19.01.201609:04 UhrGesundheit & Medizin
Bild: B.Z. Krebs-Report u.a. über Hyperthermie
Prof. Dr. András Szász, Begründer der Oncothermie
Prof. Dr. András Szász, Begründer der Oncothermie

(openPR) Auf die besondere Belastung von Krebspatienten im Winter sowie auf verschiedene Formen der Krebs-Behandlung geht der „B.Z. Krebs-Report“ (17. 1.2016) ein. Dabei stellt die Berliner Tageszeitung B.Z. nicht nur eingeführte Therapien, sondern auch neue und sanfte Medikamente sowie Methoden wie die Hyperthermie vor. Eingangs beantwortet der Berliner Professor Ulrich Keilholz, Leiter des Comprehensive Cancer Centers der Charité, die aktuelle Frage, warum gerade im Winter viele der Krankheit erliegen: „Die vielen Erreger, die jetzt im Umlauf sind, belasten das ohnehin schon sehr schwache Immunsystem von Krebs-Patienten im Endstadium“.
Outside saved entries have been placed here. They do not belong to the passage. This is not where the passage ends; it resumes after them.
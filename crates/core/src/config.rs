use crate::model::Language;
use serde::{Deserialize, Serialize};
use std::{fmt, path::PathBuf, time::Duration};

pub const DEFAULT_ENDPOINT: &str = "https://api.mymemory.translated.net/get";
pub const DEFAULT_SETTLE_MS: u64 = 300;
pub const DEFAULT_TYPING_MS: u64 = 1500;
pub const DEFAULT_REQUEST_TIMEOUT_SECS: u64 = 10;
pub const DEFAULT_SOURCE_LANG: &str = "es";
pub const DEFAULT_TARGET_LANG: &str = "en";
pub const ENV_ENDPOINT: &str = "LIVE_TRANSLATOR_ENDPOINT";
pub const ENV_DATA_DIR: &str = "LIVE_TRANSLATOR_DATA_DIR";

#[derive(Clone, Debug, Serialize, Deserialize, PartialEq, Eq)]
pub struct Endpoint(String);

impl Endpoint {
    pub fn new<S: Into<String>>(value: S) -> Result<Self, ConfigError> {
        let v = value.into();
        if v.trim().is_empty() {
            return Err(ConfigError::EmptyEndpoint);
        }
        url::Url::parse(&v).map_err(|e| ConfigError::InvalidEndpoint(format!("{v}: {e}")))?;
        Ok(Self(v))
    }

    pub fn as_str(&self) -> &str {
        &self.0
    }
}

impl Default for Endpoint {
    fn default() -> Self {
        Self(DEFAULT_ENDPOINT.to_owned())
    }
}

impl fmt::Display for Endpoint {
    fn fmt(&self, f: &mut fmt::Formatter<'_>) -> fmt::Result {
        f.write_str(&self.0)
    }
}

/// Delays for the two coordinator timers.
#[derive(Clone, Copy, Debug, Serialize, Deserialize, PartialEq, Eq)]
pub struct TimingConfig {
    pub settle_ms: u64,
    pub typing_ms: u64,
}

impl TimingConfig {
    pub fn new(settle_ms: u64, typing_ms: u64) -> Result<Self, ConfigError> {
        if settle_ms == 0 {
            return Err(ConfigError::ZeroDelay("settle"));
        }
        if typing_ms == 0 {
            return Err(ConfigError::ZeroDelay("typing"));
        }
        Ok(Self {
            settle_ms,
            typing_ms,
        })
    }

    pub fn settle(&self) -> Duration {
        Duration::from_millis(self.settle_ms)
    }

    pub fn typing(&self) -> Duration {
        Duration::from_millis(self.typing_ms)
    }
}

impl Default for TimingConfig {
    fn default() -> Self {
        Self {
            settle_ms: DEFAULT_SETTLE_MS,
            typing_ms: DEFAULT_TYPING_MS,
        }
    }
}

/// Where the key-value store lives.
#[derive(Clone, Debug, PartialEq, Eq)]
pub enum StorageLocation {
    Memory,
    Dir(PathBuf),
    PlatformDefault,
}

#[derive(Clone, Debug, PartialEq, Eq)]
pub struct AppConfig {
    pub endpoint: Endpoint,
    pub timing: TimingConfig,
    pub source: Language,
    pub target: Language,
    pub storage: StorageLocation,
    pub request_timeout: Duration,
}

#[derive(thiserror::Error, Debug, Clone, PartialEq, Eq)]
pub enum ConfigError {
    #[error("endpoint must not be empty")]
    EmptyEndpoint,
    #[error("invalid endpoint url: {0}")]
    InvalidEndpoint(String),
    #[error("{0} delay must be > 0 ms")]
    ZeroDelay(&'static str),
    #[error("unsupported language code: {0}")]
    UnknownLanguage(String),
}

pub trait Env {
    fn var(&self, key: &str) -> Option<String>;
}

#[derive(Clone, Debug, Default)]
pub struct StdEnv;

impl Env for StdEnv {
    fn var(&self, key: &str) -> Option<String> {
        std::env::var(key).ok()
    }
}

#[derive(Clone, Debug, Default)]
pub struct MapEnv {
    vars: std::collections::BTreeMap<String, String>,
}

impl MapEnv {
    pub fn with_var(mut self, key: &str, value: &str) -> Self {
        self.vars.insert(key.to_owned(), value.to_owned());
        self
    }
}

impl Env for MapEnv {
    fn var(&self, key: &str) -> Option<String> {
        self.vars.get(key).cloned()
    }
}

pub fn resolve_endpoint(cli_value: Option<String>, env: &impl Env) -> Result<Endpoint, ConfigError> {
    match cli_value.or_else(|| env.var(ENV_ENDPOINT)) {
        Some(v) => Endpoint::new(v),
        None => Ok(Endpoint::default()),
    }
}

pub fn resolve_optional_string(
    cli_value: Option<String>,
    env_key: &str,
    env: &impl Env,
) -> Option<String> {
    match cli_value {
        Some(v) => Some(v),
        None => env.var(env_key),
    }
}

#[cfg(test)]
mod tests {
    use super::*;

    #[test]
    fn endpoint_cli_takes_precedence_over_env() {
        let env = MapEnv::default().with_var(ENV_ENDPOINT, "https://env.example/get");
        let endpoint =
            resolve_endpoint(Some("https://cli.example/get".to_owned()), &env).expect("valid");
        assert_eq!(endpoint.as_str(), "https://cli.example/get");
    }

    #[test]
    fn endpoint_env_used_when_cli_missing() {
        let env = MapEnv::default().with_var(ENV_ENDPOINT, "https://env.example/get");
        let endpoint = resolve_endpoint(None, &env).expect("valid");
        assert_eq!(endpoint.as_str(), "https://env.example/get");
    }

    #[test]
    fn endpoint_default_used_when_both_missing() {
        let endpoint = resolve_endpoint(None, &MapEnv::default()).expect("valid");
        assert_eq!(endpoint.as_str(), DEFAULT_ENDPOINT);
    }

    #[test]
    fn endpoint_rejects_garbage() {
        assert_eq!(Endpoint::new("  "), Err(ConfigError::EmptyEndpoint));
        assert!(matches!(
            Endpoint::new("not a url"),
            Err(ConfigError::InvalidEndpoint(_))
        ));
    }

    #[test]
    fn timing_rejects_zero_delays() {
        assert_eq!(TimingConfig::new(0, 1500), Err(ConfigError::ZeroDelay("settle")));
        assert_eq!(TimingConfig::new(300, 0), Err(ConfigError::ZeroDelay("typing")));
        let t = TimingConfig::new(300, 1500).expect("nonzero");
        assert_eq!(t.settle(), Duration::from_millis(300));
        assert_eq!(t.typing(), Duration::from_millis(1500));
    }

    #[test]
    fn optional_string_falls_back_to_env() {
        let env = MapEnv::default().with_var(ENV_DATA_DIR, "/tmp/data");
        assert_eq!(
            resolve_optional_string(None, ENV_DATA_DIR, &env).as_deref(),
            Some("/tmp/data")
        );
        assert_eq!(
            resolve_optional_string(Some("/cli".into()), ENV_DATA_DIR, &env).as_deref(),
            Some("/cli")
        );
        assert_eq!(resolve_optional_string(None, ENV_DATA_DIR, &MapEnv::default()), None);
    }
}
Die B.Z. schreibt weiter, dass sich das Feld der Methoden stark entwickelt habe. Einer der größten Fortschritte der vergangenen 30 Jahren sei die Entdeckung von Immuncheckpoint-Inhibitoren gewesen: „Checkpoint-Inhibitoren hemmen Signalwege auf den Zellen und lenken das Immunsystem auf die Tumorzellen. Damit hat das Körperabwehrsystem die Möglichkeit, den Tumor zu attackieren. Zudem sei „der Behandlungsansatz … ganzheitlicher geworden“. Dazu gehöre etwa die Psycho-Onkologie. „Neue und sanftere Therapie-Methoden geben vielen Patienten Hoffnung.“
Der B.Z. Krebsreport stellt auch die Hyperthermie vor: „Bei der Hyperthermie wird durch gezielte Wärmeenergie der Krebs mit Fieber bekämpft. Verfahren wie die Hyperthermie können die Wirksamkeit konventioneller Therapieformen verstärken. Dabei wird der Körper von Krebspatienten in einen fieberähnlichen Zustand versetzt. Die Wärme aktiviert Hitzeschock-Proteine an der Außenwand der Tumorzellen. Diese kann das körpereigene Immunsystem erkennen und angreifen.“

„Wenn eine auflagenstarke Hauptstadt-Zeitung wie die B.Z. über Krebs berichtet, hilft das den Patienten, sich ein Bild über den Stand der Onkologie zu machen. Es ist gut, dabei neben der Schulmedizin auch Methoden wie die Hyperthermie zu beschreiben. Denn die Wärmetherapie zielt nicht nur darauf ab, Tumorzellen direkt anzugreifen, sondern auch die im B.Z. Bericht erwähnte Stärkung des Immunsystems zu unternehmen“, sagt Prof. Dr. András Szász, Begründer der regionalen Wärmetherapie (Oncothermie). „Der Beitrag stellt heraus, dass die Hyperthermie im Rahmen einer Komplementärmedizin in einer Allianz mit Chemo- und Strahlentherapien eingesetzt werden kann, um konventionelle Verfahren in ihrer Wirkung zu intensivieren und zugleich das Immunsystem zu stärken.“

In dieses Therapieprogramm fügt sich die Oncothermie als loko-regionale Wärmetherapie ein. Ihr Erwärmungseffekt fokussiert - anders als die Ganzkörpererwärmung - den Tumor. Chemo- und Strahlentherapien wirken intensiver, wenn krankes Gewebe punktuell erwärmt und intensiver durchblutet wird. Denn: Krebsgewebe leitet elektrische Energie besser als gesundes Gewebe. So lassen sich gesunde von kranken Zellen trennen (Selektion auf Zellebene.) Die Oncothermie setzt gezielt kranke Zellen unter thermischen Stress, um diese in den Tod zu treiben. Damit ermöglicht sie die Behandlung vieler Tumorlokalisationen, etwa von Gebärmutterhalskrebs, Brustkrebs, Schwarzem Hautkrebs, Krebs der Bauchspeicheldrüse, Blasenkrebs, Prostatakrebs, Dickdarmkrebs, Analkarzinom.